_AIM OF THE TASK_
Starting at the top line and ending at the last, restate the records exactly.
[Start of section]
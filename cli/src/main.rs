//! Memento CLI - headless session runner.
//!
//! Plays one full session with a simulated player and writes the score file.
//!
//! ```text
//! main() -> load config -> RoundController + SimulatedPlayer -> SessionDriver
//!                                                                  |
//!                                      frame loop (fast or paced)  v
//!                                                        SessionOutcome -> stdout
//! ```

mod player;
mod session;

use std::fs::{self, OpenOptions};
use std::io;
use std::path::PathBuf;
use std::sync::Mutex;
use std::time::Duration;

use anyhow::{Context, Result, bail};
use clap::{Parser, value_parser};
use memento_config::MementoConfig;
use memento_engine::{FileScoreSink, RoundController, render_score_sheet};
use tokio::signal;
use tokio::time::{self, MissedTickBehavior};
use tracing_subscriber::{EnvFilter, fmt, prelude::*};

use crate::player::{PlayerProfile, SimulatedPlayer};
use crate::session::{SessionDriver, SessionOutcome};

#[derive(Debug, Parser)]
#[command(name = "memento")]
#[command(about = "Run a memory-matching session with a simulated player")]
struct Args {
    /// Config file (defaults to $MEMENTO_CONFIG or ~/.memento/config.toml).
    #[arg(long)]
    config: Option<PathBuf>,
    /// Fix the arrangement seed.
    #[arg(long)]
    seed: Option<u64>,
    /// Chance the player recalls each object correctly.
    #[arg(long, default_value_t = 0.8)]
    accuracy: f64,
    /// Max pointer offset from the target anchor, in world units.
    #[arg(long, default_value_t = 0.05)]
    jitter: f32,
    #[arg(long, default_value_t = 60, value_parser = value_parser!(u32).range(1..=1000))]
    fps: u32,
    /// Pace frames in real time instead of running them back to back.
    #[arg(long)]
    realtime: bool,
    /// Score file (overrides `[scores].path`).
    #[arg(long)]
    scores: Option<PathBuf>,
    /// Seconds to linger on each result before moving on.
    #[arg(long, default_value_t = 1.0)]
    next_delay: f64,
}

fn init_tracing() {
    let env_filter = EnvFilter::try_from_default_env()
        .or_else(|_| EnvFilter::try_new("info"))
        .unwrap_or_else(|_| EnvFilter::new("warn"));

    let (log_file, init_warnings) = open_memento_log_file();

    if let Some((log_path, file)) = log_file {
        tracing_subscriber::registry()
            .with(fmt::layer().with_ansi(false).with_writer(Mutex::new(file)))
            .with(env_filter)
            .init();

        tracing::info!(path = %log_path.display(), "Logging initialized");
        for warning in init_warnings {
            tracing::warn!("{warning}");
        }
        return;
    }

    // No log file: stdout carries the score sheet, so logs go to stderr.
    tracing_subscriber::registry()
        .with(fmt::layer().with_writer(io::stderr))
        .with(env_filter)
        .init();
    for warning in init_warnings {
        tracing::warn!("{warning}");
    }
}

fn open_memento_log_file() -> (Option<(PathBuf, fs::File)>, Vec<String>) {
    let mut warnings = Vec::new();

    for candidate in memento_log_file_candidates() {
        if let Some(parent) = candidate.parent()
            && let Err(e) = fs::create_dir_all(parent)
        {
            warnings.push(format!(
                "Failed to create log dir {}: {e}",
                parent.display()
            ));
            continue;
        }

        match OpenOptions::new()
            .create(true)
            .append(true)
            .open(&candidate)
        {
            Ok(file) => return (Some((candidate, file)), warnings),
            Err(e) => {
                warnings.push(format!(
                    "Failed to open log file {}: {e}",
                    candidate.display()
                ));
            }
        }
    }

    (None, warnings)
}

fn memento_log_file_candidates() -> Vec<PathBuf> {
    let mut candidates = Vec::new();

    // Primary: ~/.memento/logs/memento.log
    if let Some(home) = dirs::home_dir() {
        candidates.push(home.join(".memento").join("logs").join("memento.log"));
    }

    // Fallback: ./.memento/logs/memento.log
    candidates.push(PathBuf::from(".memento").join("logs").join("memento.log"));

    candidates
}

fn load_config(path: Option<&PathBuf>) -> Result<MementoConfig> {
    match path {
        Some(path) => MementoConfig::load_from(path)
            .with_context(|| format!("loading config from {}", path.display())),
        None => Ok(MementoConfig::load()
            .context("loading config")?
            .unwrap_or_default()),
    }
}

async fn run_realtime(driver: &mut SessionDriver, frame: Duration) -> Result<SessionOutcome> {
    let mut ticker = time::interval(frame);
    ticker.set_missed_tick_behavior(MissedTickBehavior::Skip);
    let ctrl_c = signal::ctrl_c();
    tokio::pin!(ctrl_c);

    loop {
        tokio::select! {
            _ = ticker.tick() => {
                if let Some(outcome) = driver.step()? {
                    return Ok(outcome);
                }
            }
            _ = &mut ctrl_c => {
                tracing::warn!(phase = %driver.controller().phase(), "Interrupted");
                bail!("session interrupted during {}", driver.controller().phase());
            }
        }
    }
}

fn run_fast(driver: &mut SessionDriver) -> Result<SessionOutcome> {
    loop {
        if let Some(outcome) = driver.step()? {
            return Ok(outcome);
        }
    }
}

#[tokio::main]
async fn main() -> Result<()> {
    init_tracing();
    let args = Args::parse();

    let config = load_config(args.config.as_ref())?;
    let mut settings = config.resolve().context("resolving config")?;
    if let Some(seed) = args.seed {
        settings = settings.with_seed(seed);
    }
    let scores_path = args
        .scores
        .clone()
        .or_else(|| config.scores_path())
        .context("no score file location; pass --scores")?;
    let next_delay = Duration::try_from_secs_f64(args.next_delay)
        .context("--next-delay must be a non-negative number of seconds")?;

    let controller = RoundController::new(&settings, Box::new(FileScoreSink::new(&scores_path)))?;
    let player = SimulatedPlayer::new(
        PlayerProfile {
            accuracy: args.accuracy,
            jitter: args.jitter,
            frames_between_drags: args.fps / 4,
        },
        settings.seed().map_or_else(rand::random, |seed| seed.wrapping_add(1)),
    )
    .context("invalid --accuracy or --jitter")?;
    let frame = Duration::from_secs(1) / args.fps;
    let mut driver = SessionDriver::new(controller, player, frame, next_delay);

    let outcome = if args.realtime {
        run_realtime(&mut driver, frame).await?
    } else {
        run_fast(&mut driver)?
    };

    print!("{}", render_score_sheet(&outcome.sheet));
    println!(
        "Total: {}/{}",
        outcome.sheet.total(),
        u32::from(outcome.sheet.object_count) * 4
    );
    match outcome.persist_error {
        None => println!("Saved to {}", scores_path.display()),
        Some(err) => eprintln!("Warning: {err}"),
    }
    Ok(())
}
[End of section]
_EXPECTED ANSWER_
filename cli/src/main.rs
//! Memento CLI - headless session runner.
//!
//! Plays one full session with a simulated player and writes the score file.
//!
//! ```text
//! main() -> load config -> RoundController + SimulatedPlayer -> SessionDriver
//!                                                                  |
//!                                      frame loop (fast or paced)  v
//!                                                        SessionOutcome -> stdout
//! ```

mod player;
mod session;

use std::fs::{self, OpenOptions};
use std::io;
use std::path::PathBuf;
use std::sync::Mutex;
use std::time::Duration;

use anyhow::{Context, Result, bail};
use clap::{Parser, value_parser};
use memento_config::MementoConfig;
use memento_engine::{FileScoreSink, RoundController, render_score_sheet};
use tokio::signal;
use tokio::time::{self, MissedTickBehavior};
use tracing_subscriber::{EnvFilter, fmt, prelude::*};

use crate::player::{PlayerProfile, SimulatedPlayer};
use crate::session::{SessionDriver, SessionOutcome};

#[derive(Debug, Parser)]
#[command(name = "memento")]
#[command(about = "Run a memory-matching session with a simulated player")]
struct Args {
    /// Config file (defaults to $MEMENTO_CONFIG or ~/.memento/config.toml).
    #[arg(long)]
    config: Option<PathBuf>,
    /// Fix the arrangement seed.
    #[arg(long)]
    seed: Option<u64>,
    /// Chance the player recalls each object correctly.
    #[arg(long, default_value_t = 0.8)]
    accuracy: f64,
    /// Max pointer offset from the target anchor, in world units.
    #[arg(long, default_value_t = 0.05)]
    jitter: f32,
    #[arg(long, default_value_t = 60, value_parser = value_parser!(u32).range(1..=1000))]
    fps: u32,
    /// Pace frames in real time instead of running them back to back.
    #[arg(long)]
    realtime: bool,
    /// Score file (overrides `[scores].path`).
    #[arg(long)]
    scores: Option<PathBuf>,
    /// Seconds to linger on each result before moving on.
    #[arg(long, default_value_t = 1.0)]
    next_delay: f64,
}

fn init_tracing() {
    let env_filter = EnvFilter::try_from_default_env()
        .or_else(|_| EnvFilter::try_new("info"))
        .unwrap_or_else(|_| EnvFilter::new("warn"));

    let (log_file, init_warnings) = open_memento_log_file();

    if let Some((log_path, file)) = log_file {
        tracing_subscriber::registry()
            .with(fmt::layer().with_ansi(false).with_writer(Mutex::new(file)))
            .with(env_filter)
            .init();

        tracing::info!(path = %log_path.display(), "Logging initialized");
        for warning in init_warnings {
            tracing::warn!("{warning}");
        }
        return;
    }

    // No log file: stdout carries the score sheet, so logs go to stderr.
    tracing_subscriber::registry()
        .with(fmt::layer().with_writer(io::stderr))
        .with(env_filter)
        .init();
    for warning in init_warnings {
        tracing::warn!("{warning}");
    }
}

fn open_memento_log_file() -> (Option<(PathBuf, fs::File)>, Vec<String>) {
    let mut warnings = Vec::new();

    for candidate in memento_log_file_candidates() {
        if let Some(parent) = candidate.parent()
            && let Err(e) = fs::create_dir_all(parent)
        {
            warnings.push(format!(
                "Failed to create log dir {}: {e}",
                parent.display()
            ));
            continue;
        }

        match OpenOptions::new()
            .create(true)
            .append(true)
            .open(&candidate)
        {
            Ok(file) => return (Some((candidate, file)), warnings),
            Err(e) => {
                warnings.push(format!(
                    "Failed to open log file {}: {e}",
                    candidate.display()
                ));
            }
        }
    }

    (None, warnings)
}

fn memento_log_file_candidates() -> Vec<PathBuf> {
    let mut candidates = Vec::new();

    // Primary: ~/.memento/logs/memento.log
    if let Some(home) = dirs::home_dir() {
        candidates.push(home.join(".memento").join("logs").join("memento.log"));
    }

    // Fallback: ./.memento/logs/memento.log
    candidates.push(PathBuf::from(".memento").join("logs").join("memento.log"));

    candidates
}

fn load_config(path: Option<&PathBuf>) -> Result<MementoConfig> {
    match path {
        Some(path) => MementoConfig::load_from(path)
            .with_context(|| format!("loading config from {}", path.display())),
        None => Ok(MementoConfig::load()
            .context("loading config")?
            .unwrap_or_default()),
    }
}

async fn run_realtime(driver: &mut SessionDriver, frame: Duration) -> Result<SessionOutcome> {
    let mut ticker = time::interval(frame);
    ticker.set_missed_tick_behavior(MissedTickBehavior::Skip);
    let ctrl_c = signal::ctrl_c();
    tokio::pin!(ctrl_c);

    loop {
        tokio::select! {
            _ = ticker.tick() => {
                if let Some(outcome) = driver.step()? {
                    return Ok(outcome);
                }
            }
            _ = &mut ctrl_c => {
                tracing::warn!(phase = %driver.controller().phase(), "Interrupted");
                bail!("session interrupted during {}", driver.controller().phase());
            }
        }
    }
}

fn run_fast(driver: &mut SessionDriver) -> Result<SessionOutcome> {
    loop {
        if let Some(outcome) = driver.step()? {
            return Ok(outcome);
        }
    }
}

#[tokio::main]
async fn main() -> Result<()> {
    init_tracing();
    let args = Args::parse();

    let config = load_config(args.config.as_ref())?;
    let mut settings = config.resolve().context("resolving config")?;
    if let Some(seed) = args.seed {
        settings = settings.with_seed(seed);
    }
    let scores_path = args
        .scores
        .clone()
        .or_else(|| config.scores_path())
        .context("no score file location; pass --scores")?;
    let next_delay = Duration::try_from_secs_f64(args.next_delay)
        .context("--next-delay must be a non-negative number of seconds")?;

    let controller = RoundController::new(&settings, Box::new(FileScoreSink::new(&scores_path)))?;
    let player = SimulatedPlayer::new(
        PlayerProfile {
            accuracy: args.accuracy,
            jitter: args.jitter,
            frames_between_drags: args.fps / 4,
        },
        settings.seed().map_or_else(rand::random, |seed| seed.wrapping_add(1)),
    )
    .context("invalid --accuracy or --jitter")?;
    let frame = Duration::from_secs(1) / args.fps;
    let mut driver = SessionDriver::new(controller, player, frame, next_delay);

    let outcome = if args.realtime {
        run_realtime(&mut driver, frame).await?
    } else {
        run_fast(&mut driver)?
    };

    print!("{}", render_score_sheet(&outcome.sheet));
    println!(
        "Total: {}/{}",
        outcome.sheet.total(),
        u32::from(outcome.sheet.object_count) * 4
    );
    match outcome.persist_error {
        None => println!("Saved to {}", scores_path.display()),
        Some(err) => eprintln!("Warning: {err}"),
    }
    Ok(())
}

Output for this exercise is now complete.